__Exercise__: In the data below, find each line that contains the word "IdTokenClaims" and copy it.

+++

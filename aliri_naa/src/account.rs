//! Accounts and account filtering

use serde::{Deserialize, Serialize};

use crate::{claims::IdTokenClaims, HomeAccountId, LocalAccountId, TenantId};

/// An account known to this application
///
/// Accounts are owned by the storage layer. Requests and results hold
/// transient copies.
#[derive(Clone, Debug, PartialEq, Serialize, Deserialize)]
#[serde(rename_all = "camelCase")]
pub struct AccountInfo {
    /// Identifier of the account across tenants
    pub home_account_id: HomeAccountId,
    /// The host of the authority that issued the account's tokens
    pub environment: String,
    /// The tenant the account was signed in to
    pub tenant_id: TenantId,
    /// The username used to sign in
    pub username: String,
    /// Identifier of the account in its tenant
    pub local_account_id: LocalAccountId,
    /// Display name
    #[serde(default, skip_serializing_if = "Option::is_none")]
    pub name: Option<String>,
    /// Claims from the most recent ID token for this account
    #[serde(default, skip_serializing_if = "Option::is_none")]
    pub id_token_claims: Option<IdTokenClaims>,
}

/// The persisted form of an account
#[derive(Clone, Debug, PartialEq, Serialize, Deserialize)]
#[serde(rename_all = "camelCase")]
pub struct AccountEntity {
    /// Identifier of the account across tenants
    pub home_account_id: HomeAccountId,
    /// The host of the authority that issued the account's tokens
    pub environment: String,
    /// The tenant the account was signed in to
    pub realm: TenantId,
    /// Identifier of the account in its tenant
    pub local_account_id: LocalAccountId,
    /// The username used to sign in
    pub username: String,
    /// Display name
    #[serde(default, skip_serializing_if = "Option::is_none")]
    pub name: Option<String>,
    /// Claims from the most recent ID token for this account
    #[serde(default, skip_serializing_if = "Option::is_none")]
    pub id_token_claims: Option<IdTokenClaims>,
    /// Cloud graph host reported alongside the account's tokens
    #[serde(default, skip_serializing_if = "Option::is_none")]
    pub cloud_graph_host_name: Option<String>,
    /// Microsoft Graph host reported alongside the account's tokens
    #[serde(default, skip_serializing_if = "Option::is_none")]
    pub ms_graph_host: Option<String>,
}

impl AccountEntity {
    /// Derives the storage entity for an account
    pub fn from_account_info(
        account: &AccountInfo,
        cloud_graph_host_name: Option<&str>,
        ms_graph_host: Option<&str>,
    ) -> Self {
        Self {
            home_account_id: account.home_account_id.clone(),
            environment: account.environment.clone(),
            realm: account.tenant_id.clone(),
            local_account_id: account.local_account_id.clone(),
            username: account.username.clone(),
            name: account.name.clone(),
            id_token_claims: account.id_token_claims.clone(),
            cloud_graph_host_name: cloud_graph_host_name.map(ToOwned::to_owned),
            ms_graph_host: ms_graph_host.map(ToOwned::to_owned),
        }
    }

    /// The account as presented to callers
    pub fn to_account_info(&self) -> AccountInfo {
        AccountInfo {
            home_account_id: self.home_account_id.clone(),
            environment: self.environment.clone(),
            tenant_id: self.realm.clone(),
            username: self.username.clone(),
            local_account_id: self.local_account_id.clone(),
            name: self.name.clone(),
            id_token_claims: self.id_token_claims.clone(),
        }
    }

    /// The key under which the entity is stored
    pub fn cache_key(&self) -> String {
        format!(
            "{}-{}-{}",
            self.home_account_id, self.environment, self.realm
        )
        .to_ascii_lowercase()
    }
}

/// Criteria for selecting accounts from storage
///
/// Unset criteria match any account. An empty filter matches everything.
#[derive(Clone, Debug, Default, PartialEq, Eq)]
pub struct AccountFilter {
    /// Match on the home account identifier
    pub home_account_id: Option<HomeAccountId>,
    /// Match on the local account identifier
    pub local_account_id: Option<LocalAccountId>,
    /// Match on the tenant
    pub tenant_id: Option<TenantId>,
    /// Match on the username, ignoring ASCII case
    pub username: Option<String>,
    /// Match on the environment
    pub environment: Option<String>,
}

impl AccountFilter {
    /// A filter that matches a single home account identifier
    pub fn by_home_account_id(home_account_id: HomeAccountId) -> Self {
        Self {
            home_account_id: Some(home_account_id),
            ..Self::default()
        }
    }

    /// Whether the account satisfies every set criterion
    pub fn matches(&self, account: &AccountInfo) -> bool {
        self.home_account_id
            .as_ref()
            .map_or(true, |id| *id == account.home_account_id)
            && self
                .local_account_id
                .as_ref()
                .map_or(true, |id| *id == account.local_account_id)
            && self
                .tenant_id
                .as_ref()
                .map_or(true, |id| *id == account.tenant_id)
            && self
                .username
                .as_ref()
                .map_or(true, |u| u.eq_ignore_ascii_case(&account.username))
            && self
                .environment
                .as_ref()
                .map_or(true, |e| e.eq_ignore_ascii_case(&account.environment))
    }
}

+++

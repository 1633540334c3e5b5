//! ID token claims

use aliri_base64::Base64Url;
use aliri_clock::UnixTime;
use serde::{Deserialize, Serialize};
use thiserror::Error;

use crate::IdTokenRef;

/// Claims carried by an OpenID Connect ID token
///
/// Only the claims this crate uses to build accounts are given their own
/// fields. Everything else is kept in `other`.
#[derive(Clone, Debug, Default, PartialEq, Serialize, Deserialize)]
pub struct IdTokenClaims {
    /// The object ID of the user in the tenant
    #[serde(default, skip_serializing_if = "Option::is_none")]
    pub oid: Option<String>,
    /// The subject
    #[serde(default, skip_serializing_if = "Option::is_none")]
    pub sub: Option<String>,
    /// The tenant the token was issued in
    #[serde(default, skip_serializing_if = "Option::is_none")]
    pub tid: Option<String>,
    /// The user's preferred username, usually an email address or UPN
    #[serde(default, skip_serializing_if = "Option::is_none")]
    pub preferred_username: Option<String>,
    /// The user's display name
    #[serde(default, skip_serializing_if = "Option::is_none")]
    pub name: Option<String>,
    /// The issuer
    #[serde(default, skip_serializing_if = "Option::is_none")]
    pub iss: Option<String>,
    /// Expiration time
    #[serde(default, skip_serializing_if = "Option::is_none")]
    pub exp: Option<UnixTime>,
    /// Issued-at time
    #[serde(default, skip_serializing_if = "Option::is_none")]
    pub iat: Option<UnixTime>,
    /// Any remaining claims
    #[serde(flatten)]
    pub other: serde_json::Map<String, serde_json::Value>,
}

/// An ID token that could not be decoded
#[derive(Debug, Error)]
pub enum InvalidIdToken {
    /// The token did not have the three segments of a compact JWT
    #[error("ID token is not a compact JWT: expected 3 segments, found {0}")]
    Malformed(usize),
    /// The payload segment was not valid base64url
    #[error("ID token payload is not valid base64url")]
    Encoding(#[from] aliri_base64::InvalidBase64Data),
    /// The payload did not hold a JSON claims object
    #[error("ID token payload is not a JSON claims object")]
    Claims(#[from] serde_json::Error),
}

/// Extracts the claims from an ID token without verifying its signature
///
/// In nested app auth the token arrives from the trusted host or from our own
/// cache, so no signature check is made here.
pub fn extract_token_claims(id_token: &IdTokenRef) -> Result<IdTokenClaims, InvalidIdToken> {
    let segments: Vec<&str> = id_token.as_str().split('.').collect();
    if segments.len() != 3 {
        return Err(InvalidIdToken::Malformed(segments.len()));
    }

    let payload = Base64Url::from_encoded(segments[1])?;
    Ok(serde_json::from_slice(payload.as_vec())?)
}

+++

__Written response__:
use crate::{claims::IdTokenClaims, HomeAccountId, LocalAccountId, TenantId};
    pub id_token_claims: Option<IdTokenClaims>,
    pub id_token_claims: Option<IdTokenClaims>,
pub struct IdTokenClaims {
pub fn extract_token_claims(id_token: &IdTokenRef) -> Result<IdTokenClaims, InvalidIdToken> {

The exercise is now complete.